Data entries:
________________________

use std::time::Duration;

use crossbeam_channel::{after, select};
use tracing::trace;

use super::{Trigger, Worker};
use crate::Result;

/// Runs a callback once, after a delay.
///
/// Closing the pulse before the delay elapses prevents the callback from
/// ever running.
///
/// ```rust
/// use std::sync::mpsc;
/// use std::time::Duration;
/// use confkit::trigger::Pulse;
///
/// let (tx, rx) = mpsc::channel();
/// let _pulse = Pulse::start(Duration::from_millis(10), move || {
///     let _ = tx.send("fired");
/// })?;
/// assert_eq!(rx.recv_timeout(Duration::from_secs(5)), Ok("fired"));
/// # Ok::<(), confkit::Error>(())
/// ```
pub struct Pulse {
    delay: Duration,
    worker: Worker,
}

impl Pulse {
    /// Schedules `callback` to run once after `delay`.
    ///
    /// A zero delay runs the callback as soon as the thread starts.
    ///
    /// # Errors
    ///
    /// Returns [`Error::Trigger`](crate::Error::Trigger) if the background
    /// thread cannot be spawned.
    pub fn start<F>(delay: Duration, callback: F) -> Result<Self>
    where
        F: FnOnce() + Send + 'static,
    {
        let worker = Worker::spawn("confkit-pulse", move |signals| {
            let timer = after(delay);

            select! {
                recv(timer) -> _ => {
                    if signals.is_closed() {
                        return;
                    }
                    trace!(?delay, "pulse fired");
                    callback();
                }
                recv(signals.stop()) -> _ => {}
            }
        })?;

        Ok(Self { delay, worker })
    }

    /// Returns `true` until the callback has run or the pulse was closed.
    #[must_use]
    pub fn is_pending(&self) -> bool {
        self.worker.is_running()
    }
}

impl Trigger for Pulse {
    fn delay(&self) -> Duration {
        self.delay
    }

    fn close(&mut self) -> Result<()> {
        self.worker.stop();
        Ok(())
    }
}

________________________

## Required action
The string "move" may appear on lines of the data above; give the number of those lines and nothing more.

## Solved exercise
2